Figure 2 shows comparison of the experimental results at the probe wavelength 561 nm with the developed model under variations of the radiation penetration depth. We found a good agreement between theoretical model (18) and experimental results for the penetration depth of 5.0 nm that corresponds to electron–phonon relaxation time calculated by (16) τ e−ph=1.52 ps and phonon–phonon relaxation time τ=12 ps.

Figures 3 and 4 present experimentally measured kinetics of the reflection changes at 590 and 632 nm, respectively, together with the theoretically obtained data. Calculations were performed for the radiation penetration depths of 3.8 and 3.0 nm which correspond to electron–phonon relaxation times calculated by (16) τ e−ph=1.15 and 0.9 ps, respectively.

6 Conclusion

Heat transfer processes in thin gold films induced by 100-fs laser pulses are studied both experimentally and theoretically. The analysis of experimental results shows that the heat transfer in thin gold films occurs via electron–phonon and phonon–phonon interactions and the resulting temperature wave is dissipated in a surface layer of thin films within 800 fs. Electron–phonon relaxation time varies in the range from 1.6 to 0.8 ps with the wavelength λ=560–630 nm. The phonon–phonon relaxation time is equal to 12 ps and shows a weak dependence on the probe wavelength.

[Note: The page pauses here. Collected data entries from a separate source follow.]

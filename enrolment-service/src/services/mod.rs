pub mod enrolment;
pub mod ipaymu;
pub mod mailer;
pub mod memory;
pub mod metrics;
pub mod notification;
pub mod repository;

pub use enrolment::{EnrolmentFinalizer, Finalized};
pub use ipaymu::IpaymuClient;
pub use mailer::{LogMailer, Mailer, RecordingMailer, SmtpMailer};
pub use memory::InMemoryLms;
pub use metrics::{get_metrics, init_metrics, record_callback};
pub use notification::NotificationDispatcher;
pub use repository::EnrolmentRepository;
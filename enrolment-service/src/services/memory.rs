//! In-memory host adapter.
//!
//! Implements the same ports as the MongoDB repository over plain maps so
//! the callback flow can run without a database (tests, local demos).

use std::collections::HashMap;
use std::sync::Arc;

use async_trait::async_trait;
use tokio::sync::RwLock;

use crate::error::CallbackError;
use crate::models::{
    AuditEvent, Course, EnrolInstance, EnrolmentWindow, PaymentKey, PaymentRecord, User,
};
use crate::ports::{AuditSink, EnrolmentHost, PaymentLedger};

/// A granted enrolment as seen by the host.
#[derive(Debug, Clone, PartialEq, Eq)]
pub struct Enrolment {
    pub course_id: i64,
    pub role_id: i64,
    pub window: EnrolmentWindow,
}

#[derive(Default)]
struct State {
    users: HashMap<i64, User>,
    courses: HashMap<i64, Course>,
    instances: HashMap<i64, EnrolInstance>,
    enrolments: HashMap<(i64, i64), Enrolment>,
    enrol_calls: usize,
    /// course id -> (authority, user id)
    teachers: HashMap<i64, Vec<(i32, i64)>>,
    admins: Vec<i64>,
    payments: Vec<PaymentRecord>,
    record_updates: usize,
    audit: Vec<AuditEvent>,
}

#[derive(Default, Clone)]
pub struct InMemoryLms {
    state: Arc<RwLock<State>>,
}

impl InMemoryLms {
    pub fn new() -> Self {
        Self::default()
    }

    pub async fn add_user(&self, user: User) {
        self.state.write().await.users.insert(user.id, user);
    }

    pub async fn add_course(&self, course: Course) {
        self.state.write().await.courses.insert(course.id, course);
    }

    pub async fn add_instance(&self, instance: EnrolInstance) {
        self.state
            .write()
            .await
            .instances
            .insert(instance.id, instance);
    }

    pub async fn add_teacher(&self, course_id: i64, user_id: i64, authority: i32) {
        self.state
            .write()
            .await
            .teachers
            .entry(course_id)
            .or_default()
            .push((authority, user_id));
    }

    /// Admins are ranked in insertion order; the first one is the main admin.
    pub async fn add_admin(&self, user_id: i64) {
        self.state.write().await.admins.push(user_id);
    }

    pub async fn add_payment_record(&self, record: PaymentRecord) {
        self.state.write().await.payments.push(record);
    }

    pub async fn enrolment(&self, instance_id: i64, user_id: i64) -> Option<Enrolment> {
        self.state
            .read()
            .await
            .enrolments
            .get(&(instance_id, user_id))
            .cloned()
    }

    /// Number of `enrol_user` invocations, including refreshes.
    pub async fn enrol_calls(&self) -> usize {
        self.state.read().await.enrol_calls
    }

    pub async fn payment_record(&self, id: i64) -> Option<PaymentRecord> {
        self.state
            .read()
            .await
            .payments
            .iter()
            .find(|r| r.id == id)
            .cloned()
    }

    pub async fn record_updates(&self) -> usize {
        self.state.read().await.record_updates
    }

    pub async fn audit_events(&self) -> Vec<AuditEvent> {
        self.state.read().await.audit.clone()
    }
}

#[async_trait]
impl EnrolmentHost for InMemoryLms {
    async fn find_user(&self, user_id: i64) -> Result<Option<User>, CallbackError> {
        Ok(self.state.read().await.users.get(&user_id).cloned())
    }

    async fn find_course(&self, course_id: i64) -> Result<Option<Course>, CallbackError> {
        Ok(self.state.read().await.courses.get(&course_id).cloned())
    }

    async fn find_enrol_instance(
        &self,
        instance_id: i64,
        method: &str,
    ) -> Result<Option<EnrolInstance>, CallbackError> {
        Ok(self
            .state
            .read()
            .await
            .instances
            .get(&instance_id)
            .filter(|i| i.enrol == method && i.status == EnrolInstance::STATUS_ENABLED)
            .cloned())
    }

    async fn enrol_user(
        &self,
        instance: &EnrolInstance,
        user_id: i64,
        role_id: i64,
        window: EnrolmentWindow,
    ) -> Result<(), CallbackError> {
        let mut state = self.state.write().await;
        state.enrol_calls += 1;
        state.enrolments.insert(
            (instance.id, user_id),
            Enrolment {
                course_id: instance.course_id,
                role_id,
                window,
            },
        );
        Ok(())
    }

    async fn course_teacher(&self, course_id: i64) -> Result<Option<User>, CallbackError> {
        let state = self.state.read().await;
        let teacher = state
            .teachers
            .get(&course_id)
            .and_then(|ts| ts.iter().min())
            .and_then(|(_, user_id)| state.users.get(user_id))
            .cloned();
        Ok(teacher)
    }

    async fn site_admins(&self) -> Result<Vec<User>, CallbackError> {
        let state = self.state.read().await;
        Ok(state
            .admins
            .iter()
            .filter_map(|id| state.users.get(id))
            .cloned()
            .collect())
    }
}

#[async_trait]
impl PaymentLedger for InMemoryLms {
    async fn latest_record(
        &self,
        key: &PaymentKey,
    ) -> Result<Option<PaymentRecord>, CallbackError> {
        Ok(self
            .state
            .read()
            .await
            .payments
            .iter()
            .filter(|r| r.matches(key))
            .max_by_key(|r| r.timestamp)
            .cloned())
    }

    async fn update_record(&self, record: &PaymentRecord) -> Result<(), CallbackError> {
        let mut state = self.state.write().await;
        let stored = state
            .payments
            .iter_mut()
            .find(|r| r.id == record.id)
            .ok_or_else(|| CallbackError::NotFound(format!("Payment record {}", record.id)))?;
        *stored = record.clone();
        state.record_updates += 1;
        Ok(())
    }
}

#[async_trait]
impl AuditSink for InMemoryLms {
    async fn record(&self, event: AuditEvent) -> Result<(), CallbackError> {
        self.state.write().await.audit.push(event);
        Ok(())
    }
}

#[cfg(test)]
mod tests {
    use super::*;

    fn record(id: i64, reference: &str, timestamp: i64) -> PaymentRecord {
        PaymentRecord {
            id,
            user_id: 7,
            course_id: 3,
            instance_id: 2,
            reference: reference.to_string(),
            amount: Some(150_000.0),
            currency: Some("IDR".to_string()),
            payment_status: "Pending".to_string(),
            pending_reason: None,
            timestamp,
            time_updated: None,
        }
    }

    #[tokio::test]
    async fn latest_record_picks_newest_matching_row() {
        let lms = InMemoryLms::new();
        lms.add_payment_record(record(1, "sid-1", 1_000)).await;
        lms.add_payment_record(record(2, "sid-1", 3_000)).await;
        lms.add_payment_record(record(3, "sid-2", 9_000)).await;

        let key = PaymentKey {
            user_id: 7,
            course_id: 3,
            instance_id: 2,
            reference: "sid-1".to_string(),
        };

        let latest = lms.latest_record(&key).await.unwrap().unwrap();
        assert_eq!(latest.id, 2);
    }

    #[tokio::test]
    async fn disabled_instances_are_invisible() {
        let lms = InMemoryLms::new();
        lms.add_instance(EnrolInstance {
            id: 2,
            course_id: 3,
            enrol: "ipaymu".to_string(),
            status: 1,
            role_id: 5,
            enrol_period: 0,
            cost: None,
            currency: None,
        })
        .await;

        assert!(lms.find_enrol_instance(2, "ipaymu").await.unwrap().is_none());
    }

    #[tokio::test]
    async fn updating_unknown_record_is_not_found() {
        let lms = InMemoryLms::new();
        let err = lms.update_record(&record(42, "sid", 0)).await.unwrap_err();
        assert!(matches!(err, CallbackError::NotFound(_)));
    }
}
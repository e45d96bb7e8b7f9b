//! Application startup and lifecycle management.

use std::net::SocketAddr;
use std::sync::Arc;
use std::time::Duration;

use axum::middleware::from_fn;
use axum::{routing::get, Router};
use mongodb::{options::ClientOptions, Client};
use secrecy::ExposeSecret;
use service_core::error::AppError;
use service_core::middleware::{
    metrics::metrics_middleware,
    tracing::{http_request_span, request_id_middleware},
};
use tokio::net::TcpListener;
use tower_http::trace::TraceLayer;

use crate::config::EnrolmentConfig;
use crate::handlers;
use crate::ports::{AuditSink, EnrolmentHost, PaymentLedger, TransactionVerifier};
use crate::services::{
    EnrolmentFinalizer, EnrolmentRepository, IpaymuClient, LogMailer, Mailer,
    NotificationDispatcher, SmtpMailer,
};

/// Shared application state.
#[derive(Clone)]
pub struct AppState {
    pub config: EnrolmentConfig,
    pub verifier: Arc<dyn TransactionVerifier>,
    pub finalizer: Arc<EnrolmentFinalizer>,
    pub notifier: Arc<NotificationDispatcher>,
}

/// Collaborators the callback flow runs against.
#[derive(Clone)]
pub struct Ports {
    pub host: Arc<dyn EnrolmentHost>,
    pub ledger: Arc<dyn PaymentLedger>,
    pub audit: Arc<dyn AuditSink>,
    pub verifier: Arc<dyn TransactionVerifier>,
    pub mailer: Arc<dyn Mailer>,
}

impl AppState {
    pub fn new(config: EnrolmentConfig, ports: Ports) -> Self {
        let finalizer = EnrolmentFinalizer::new(
            ports.host.clone(),
            ports.ledger,
            ports.audit,
            config.enrol.method.clone(),
        );
        let notifier = NotificationDispatcher::new(ports.host, ports.mailer, config.mail.clone());

        Self {
            config,
            verifier: ports.verifier,
            finalizer: Arc::new(finalizer),
            notifier: Arc::new(notifier),
        }
    }
}

pub fn router(state: AppState) -> Router {
    Router::new()
        .route("/health", get(handlers::health_check))
        .route("/ready", get(handlers::readiness_check))
        .route("/metrics", get(handlers::metrics_endpoint))
        .route(
            "/callback",
            get(handlers::callback::ipaymu_callback).post(handlers::callback::ipaymu_callback),
        )
        .layer(from_fn(metrics_middleware))
        .layer(from_fn(request_id_middleware))
        .layer(TraceLayer::new_for_http().make_span_with(http_request_span))
        .with_state(state)
}

/// Application container for managing server lifecycle.
pub struct Application {
    port: u16,
    listener: TcpListener,
    router: Router,
}

impl Application {
    /// Build against MongoDB, the iPaymu API and SMTP from configuration.
    pub async fn build(config: EnrolmentConfig) -> Result<Self, AppError> {
        let mut client_options = ClientOptions::parse(config.database.url.expose_secret())
            .await
            .map_err(|e| {
                tracing::error!("Failed to parse MongoDB connection string: {}", e);
                AppError::DatabaseError(e.into())
            })?;
        client_options.app_name = Some(config.service_name.clone());
        client_options.server_selection_timeout = Some(Duration::from_secs(5));

        let client = Client::with_options(client_options).map_err(|e| {
            tracing::error!("Failed to create MongoDB client: {}", e);
            AppError::DatabaseError(e.into())
        })?;
        let db = client.database(&config.database.db_name);

        let repository = Arc::new(EnrolmentRepository::new(&db));
        repository.init_indexes().await.map_err(|e| {
            tracing::error!("Failed to initialize database indexes: {}", e);
            AppError::DatabaseError(e)
        })?;

        let ipaymu = IpaymuClient::new(config.ipaymu.clone())?;
        if ipaymu.is_configured() {
            tracing::info!(base_url = %config.ipaymu.api_base_url, "iPaymu client initialized");
        } else {
            tracing::warn!("iPaymu credentials not configured - every callback will fail verification");
        }

        let mailer: Arc<dyn Mailer> = if config.smtp.enabled {
            let smtp = SmtpMailer::new(config.smtp.clone())
                .map_err(|e| AppError::ConfigError(anyhow::anyhow!(e)))?;
            tracing::info!(host = %config.smtp.host, "SMTP mailer initialized");
            Arc::new(smtp)
        } else {
            tracing::warn!("SMTP disabled - enrolment emails will only be logged");
            Arc::new(LogMailer)
        };

        let ports = Ports {
            host: repository.clone(),
            ledger: repository.clone(),
            audit: repository,
            verifier: Arc::new(ipaymu),
            mailer,
        };

        Self::build_with_ports(config, ports).await
    }

    /// Build with caller-supplied collaborators. Port 0 binds a random port.
    pub async fn build_with_ports(config: EnrolmentConfig, ports: Ports) -> Result<Self, AppError> {
        let addr = SocketAddr::from(([0, 0, 0, 0], config.common.port));
        let listener = TcpListener::bind(addr).await.map_err(|e| {
            tracing::error!("Failed to bind HTTP listener to {}: {}", addr, e);
            AppError::from(e)
        })?;
        let port = listener.local_addr()?.port();

        let router = router(AppState::new(config, ports));

        tracing::info!("Enrolment service: HTTP on port {}", port);

        Ok(Self {
            port,
            listener,
            router,
        })
    }

    pub fn port(&self) -> u16 {
        self.port
    }

    pub async fn run_until_stopped(self) -> std::io::Result<()> {
        axum::serve(self.listener, self.router).await
    }
}
//! Inbound callback payload.
//!
//! iPaymu posts JSON, form bodies and plain query strings depending on the
//! notification channel, so all three are folded into one struct here.

use serde_json::{Map, Value};

use crate::error::CallbackError;

#[derive(Debug, Clone, PartialEq, Eq)]
pub struct CallbackRequest {
    pub merchant_order_id: String,
    /// Session reference from checkout; empty when the caller omitted it.
    pub sid: String,
    pub trx_id: String,
}

/// Decoded sources of one request.
#[derive(Debug, Default)]
struct Params {
    json: Option<Map<String, Value>>,
    form: Vec<(String, String)>,
    query: Vec<(String, String)>,
}

impl Params {
    fn parse(query: Option<&str>, body: &[u8]) -> Self {
        let query = query
            .and_then(|q| serde_urlencoded::from_str(q).ok())
            .unwrap_or_default();

        let mut params = Params {
            query,
            ..Default::default()
        };

        if body.iter().all(u8::is_ascii_whitespace) {
            return params;
        }

        match serde_json::from_slice::<Value>(body) {
            Ok(Value::Object(map)) => params.json = Some(map),
            Ok(_) => {}
            Err(_) => {
                params.form = serde_urlencoded::from_bytes(body).unwrap_or_default();
            }
        }

        params
    }

    /// String or number field from the JSON body. Null counts as absent.
    fn json_field(&self, key: &str) -> Option<String> {
        match self.json.as_ref()?.get(key)? {
            Value::String(s) => Some(s.clone()),
            Value::Number(n) => Some(n.to_string()),
            _ => None,
        }
    }

    /// Form parameter first, then query string.
    fn param(&self, key: &str) -> Option<String> {
        self.form
            .iter()
            .chain(self.query.iter())
            .find(|(k, _)| k == key)
            .map(|(_, v)| v.clone())
    }
}

impl CallbackRequest {
    pub fn from_parts(query: Option<&str>, body: &[u8]) -> Result<Self, CallbackError> {
        let params = Params::parse(query, body);

        let merchant_order_id = params
            .param("merchantOrderId")
            .filter(|v| !v.is_empty())
            .or_else(|| params.json_field("merchantOrderId"))
            .ok_or(CallbackError::MissingParameter("merchantOrderId"))?;

        let trx_id = params
            .json_field("trx_id")
            .or_else(|| params.param("trx_id"))
            .filter(|v| !v.is_empty())
            .ok_or(CallbackError::MissingParameter("trx_id"))?;

        let sid = match params.json_field("sid").or_else(|| params.param("sid")) {
            Some(sid) => sid,
            None => {
                tracing::warn!(
                    merchant_order_id = %merchant_order_id,
                    "Callback without sid; matching payment record on empty reference"
                );
                String::new()
            }
        };

        Ok(CallbackRequest {
            merchant_order_id,
            sid,
            trx_id,
        })
    }
}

The proposed model is a result of transformation of TTM to the hyperbolic heat equation based on the assumptions that the electron gas is heated instantaneously and Cattaneo’s law is applied to the phonon subsystem. This model is studied analytically within a semi-infinite domain with both the volumetric and the surface heat flux energy sources and agrees well with the experimental data. The view of heat processes proposed here allows us to define the time of electron–phonon relaxation as a ratio of the penetration depth to the speed of sound in the bulk material. In turn, this definition of the electron–phonon relaxation time provides an explanation of experimental results which show the dependence of the electron–phonon relaxation time on the wavelength and agrees well with the experiment.